SUPPLIED DATA:

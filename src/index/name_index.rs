//! Names index implementation
//!
//! Combines a [`NameIndexStore`] for lookups, a [`NameMirror`] as the durable
//! source of truth and an [`AuthorComparator`] for scoring.
//!
//! # Inserts
//!
//! Inserts are serialized by a single lock. Inside the lock the name is
//! matched again so that concurrent callers asking for the same name end up
//! with one record. New records are written to the mirror before the store.
//!
//! # Keys
//!
//! Keys come from a sequence seeded with the highest stored key on start.
//!
//! # Dependents
//!
//! Match stores registered with [`NameIndexImpl::add_dependent`] hold match
//! records pointing at index keys. `reset()` truncates them first.

use std::sync::atomic::{AtomicBool, AtomicU32, Ordering};
use std::sync::{Arc, Mutex, MutexGuard};

use chrono::{DateTime, Utc};
use tracing::{debug, info, warn};

use super::errors::{IndexError, IndexResult};
use super::matcher::match_candidates;
use super::NameIndex;
use crate::authorship::AuthorComparator;
use crate::matching::MatchStore;
use crate::mirror::NameMirror;
use crate::model::{IndexName, MatchType, Name, NameKey, NameMatch, ScientificName};
use crate::normalizer::{has_ascii_alphanumeric, index_key};
use crate::store::{NameIndexStore, StoreError};

/// Normalized key of a stored record.
pub fn record_key(name: &IndexName) -> String {
    index_key(&name.scientific_name)
}

/// True if a match outcome calls for a new record.
///
/// Authored names only matching their canonical form get their own record.
pub fn needs_insert(m: &NameMatch, query: &Name) -> bool {
    match m.match_type {
        MatchType::None => true,
        MatchType::Canonical => query.has_authorship(),
        _ => false,
    }
}

/// True if the name may be inserted at all.
pub fn is_insertable(query: &Name) -> bool {
    query.name_type.is_indexable() && has_ascii_alphanumeric(&query.label())
}

pub struct NameIndexImpl {
    store: Arc<dyn NameIndexStore>,
    mirror: Arc<dyn NameMirror>,
    comparator: Arc<dyn AuthorComparator>,
    started: AtomicBool,
    insert_lock: Mutex<()>,
    sequence: AtomicU32,
    dependents: Mutex<Vec<Arc<dyn MatchStore>>>,
}

impl NameIndexImpl {
    pub fn new(
        store: Arc<dyn NameIndexStore>,
        mirror: Arc<dyn NameMirror>,
        comparator: Arc<dyn AuthorComparator>,
    ) -> Self {
        Self {
            store,
            mirror,
            comparator,
            started: AtomicBool::new(false),
            insert_lock: Mutex::new(()),
            sequence: AtomicU32::new(0),
            dependents: Mutex::new(Vec::new()),
        }
    }

    /// Registers a match store whose records are removed on reset.
    pub fn add_dependent(&self, store: Arc<dyn MatchStore>) -> IndexResult<()> {
        self.dependents
            .lock()
            .map_err(|_| IndexError::Dependents("dependents lock poisoned".to_string()))?
            .push(store);
        Ok(())
    }

    fn truncate_dependents(&self) -> IndexResult<()> {
        let dependents = self
            .dependents
            .lock()
            .map_err(|_| IndexError::Dependents("dependents lock poisoned".to_string()))?;
        for store in dependents.iter() {
            store
                .truncate_all()
                .map_err(|e| IndexError::Dependents(e.to_string()))?;
        }
        if !dependents.is_empty() {
            info!(stores = dependents.len(), "dependent matches truncated");
        }
        Ok(())
    }

    fn ensure_started(&self) -> IndexResult<()> {
        if self.started.load(Ordering::SeqCst) {
            Ok(())
        } else {
            Err(IndexError::Unavailable)
        }
    }

    fn lock_inserts(&self, label: &str) -> IndexResult<MutexGuard<'_, ()>> {
        self.insert_lock
            .lock()
            .map_err(|_| IndexError::matching(label, "insert lock poisoned"))
    }

    /// Replaces the store content with the mirror content.
    fn rebuild_from_mirror(&self) -> IndexResult<usize> {
        self.store.clear()?;
        let names = self.mirror.load_all()?;
        let count = names.len();
        for name in names {
            let key = record_key(&name);
            self.store.add(&key, name)?;
        }
        self.seed_sequence()?;
        info!(names = count, "names index rebuilt from mirror");
        Ok(count)
    }

    fn seed_sequence(&self) -> IndexResult<()> {
        let max = self.store.max_key()?.unwrap_or(0);
        self.sequence.store(max, Ordering::SeqCst);
        Ok(())
    }

    fn next_key(&self, label: &str) -> IndexResult<NameKey> {
        let previous = self
            .sequence
            .fetch_update(Ordering::SeqCst, Ordering::SeqCst, |k| k.checked_add(1))
            .map_err(|_| IndexError::matching(label, "name key space exhausted"))?;
        Ok(previous + 1)
    }

    fn lookup(&self, name: &Name, verbose: bool) -> IndexResult<NameMatch> {
        let candidates = self
            .store
            .get_group(&index_key(&name.scientific_name))
            .map_err(|e| match e {
                StoreError::Unavailable => IndexError::Unavailable,
                other => IndexError::matching(name.label(), other.to_string()),
            })?;
        Ok(match_candidates(name, candidates, self.comparator.as_ref(), verbose))
    }

    /// Inserts the name unless a concurrent caller already did.
    fn try_to_add(&self, name: &Name, verbose: bool) -> IndexResult<NameMatch> {
        let label = name.label();
        let _guard = self.lock_inserts(&label)?;
        let m = self.lookup(name, verbose)?;
        if !needs_insert(&m, name) {
            return Ok(m);
        }
        let stored = self.insert(IndexName::from_name(name))?;
        Ok(NameMatch::of(stored, MatchType::Exact))
    }

    /// Persists a name, creating its canonical sibling first if needed.
    ///
    /// Must be called while holding the insert lock.
    fn insert(&self, mut name: IndexName) -> IndexResult<IndexName> {
        let normalized_key = record_key(&name);
        if let Some(canonical_id) = name.canonical_id.filter(|c| Some(*c) != name.key) {
            let exists = self
                .store
                .get(canonical_id)?
                .map_or(false, |c| c.is_canonical());
            if !exists {
                return Err(IndexError::MissingCanonical {
                    label: name.label(),
                    canonical_id,
                });
            }
        }
        if name.canonical_id.is_none() && name.has_authorship() {
            let canonical = match self.find_canonical(&normalized_key, &name.scientific_name)? {
                Some(c) => c,
                None => self.persist(name.new_canonical(), &normalized_key)?,
            };
            name.canonical_id = canonical.key;
        }
        self.persist(name, &normalized_key)
    }

    /// Authorless canonical record of the pool, preferring the same spelling.
    fn find_canonical(&self, normalized_key: &str, scientific_name: &str) -> IndexResult<Option<IndexName>> {
        let mut canonicals: Vec<IndexName> = self
            .store
            .get_group(normalized_key)?
            .into_iter()
            .filter(|n| n.is_canonical() && !n.has_authorship())
            .collect();
        canonicals.sort_by_key(|n| n.key);
        let same_spelling = canonicals
            .iter()
            .position(|n| n.scientific_name.eq_ignore_ascii_case(scientific_name));
        Ok(match same_spelling {
            Some(idx) => Some(canonicals.swap_remove(idx)),
            None => canonicals.into_iter().next(),
        })
    }

    fn persist(&self, mut name: IndexName, normalized_key: &str) -> IndexResult<IndexName> {
        let key = match name.key {
            Some(k) => {
                self.sequence.fetch_max(k, Ordering::SeqCst);
                k
            }
            None => self.next_key(&name.label())?,
        };
        name.key = Some(key);
        if name.canonical_id.is_none() {
            name.canonical_id = Some(key);
        }
        if name.created.is_none() {
            name.created = Some(Utc::now());
        }
        self.mirror.create(&name)?;
        self.store.add(normalized_key, name.clone())?;
        debug!(key, name = %name.label_with_rank(), canonical = ?name.canonical_id, "inserted name");
        Ok(name)
    }
}

impl NameIndex for NameIndexImpl {
    fn start(&self) -> IndexResult<()> {
        self.store.start()?;
        let stored = self.store.count()?;
        let mirrored = self.mirror.count()?;
        if stored == 0 || stored != mirrored {
            if stored != 0 {
                warn!(stored, mirrored, "names index differs from mirror, reloading");
            }
            self.rebuild_from_mirror()?;
        } else {
            self.seed_sequence()?;
        }
        self.started.store(true, Ordering::SeqCst);
        info!(names = self.store.count()?, "names index started");
        Ok(())
    }

    fn stop(&self) -> IndexResult<()> {
        if self.started.swap(false, Ordering::SeqCst) {
            info!(names = self.store.count().unwrap_or(0), "stopping names index");
        }
        self.store.stop()?;
        Ok(())
    }

    fn has_started(&self) -> bool {
        self.started.load(Ordering::SeqCst)
    }

    fn created(&self) -> IndexResult<DateTime<Utc>> {
        self.ensure_started()?;
        Ok(self.store.created()?)
    }

    fn match_name(&self, name: &Name, allow_inserts: bool, verbose: bool) -> IndexResult<NameMatch> {
        self.ensure_started()?;
        let m = self.lookup(name, verbose)?;
        if allow_inserts && needs_insert(&m, name) && is_insertable(name) {
            return self.try_to_add(name, verbose);
        }
        if m.match_type == MatchType::None {
            debug!(name = %name.label(), "no match");
        }
        Ok(m)
    }

    fn get(&self, key: NameKey) -> IndexResult<Option<IndexName>> {
        self.ensure_started()?;
        Ok(self.store.get(key)?)
    }

    fn by_canonical(&self, canonical_key: NameKey) -> IndexResult<Option<Vec<IndexName>>> {
        self.ensure_started()?;
        Ok(self.store.by_canonical(canonical_key)?)
    }

    fn add(&self, name: IndexName) -> IndexResult<IndexName> {
        self.ensure_started()?;
        let _guard = self.lock_inserts(&name.label())?;
        self.insert(name)
    }

    fn delete(&self, key: NameKey) -> IndexResult<Vec<IndexName>> {
        self.ensure_started()?;
        let _guard = self.lock_inserts(&format!("#{}", key))?;
        let removed = self.store.delete(key, &record_key)?;
        let keys: Vec<NameKey> = removed.iter().filter_map(|n| n.key).collect();
        self.mirror.delete(&keys)?;
        if !removed.is_empty() {
            info!(key, removed = removed.len(), "deleted names");
        }
        Ok(removed)
    }

    fn size(&self) -> IndexResult<usize> {
        self.ensure_started()?;
        Ok(self.store.count()?)
    }

    fn all(&self) -> IndexResult<Vec<IndexName>> {
        self.ensure_started()?;
        Ok(self.store.all()?)
    }

    fn reset(&self) -> IndexResult<()> {
        self.ensure_started()?;
        let _guard = self.lock_inserts("reset")?;
        self.truncate_dependents()?;
        self.mirror.truncate()?;
        self.store.clear()?;
        self.sequence.store(0, Ordering::SeqCst);
        info!("names index reset");
        Ok(())
    }

    fn compact(&self) -> IndexResult<()> {
        self.ensure_started()?;
        self.store.compact()?;
        Ok(())
    }

    fn rebuild(&self) -> IndexResult<usize> {
        self.ensure_started()?;
        let _guard = self.lock_inserts("rebuild")?;
        self.rebuild_from_mirror()
    }
}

YOUR TASK: Both the line containing "let names = self.mirror.load_all()?;" and the line containing "fn lookup(&self, name: &Name, verbose: bool)" belong in the answer. Print them and every line above that falls between them exactly, and no others.

WORKED SOLUTION:
        let names = self.mirror.load_all()?;
        let count = names.len();
        for name in names {
            let key = record_key(&name);
            self.store.add(&key, name)?;
        }
        self.seed_sequence()?;
        info!(names = count, "names index rebuilt from mirror");
        Ok(count)
    }

    fn seed_sequence(&self) -> IndexResult<()> {
        let max = self.store.max_key()?.unwrap_or(0);
        self.sequence.store(max, Ordering::SeqCst);
        Ok(())
    }

    fn next_key(&self, label: &str) -> IndexResult<NameKey> {
        let previous = self
            .sequence
            .fetch_update(Ordering::SeqCst, Ordering::SeqCst, |k| k.checked_add(1))
            .map_err(|_| IndexError::matching(label, "name key space exhausted"))?;
        Ok(previous + 1)
    }

    fn lookup(&self, name: &Name, verbose: bool) -> IndexResult<NameMatch> {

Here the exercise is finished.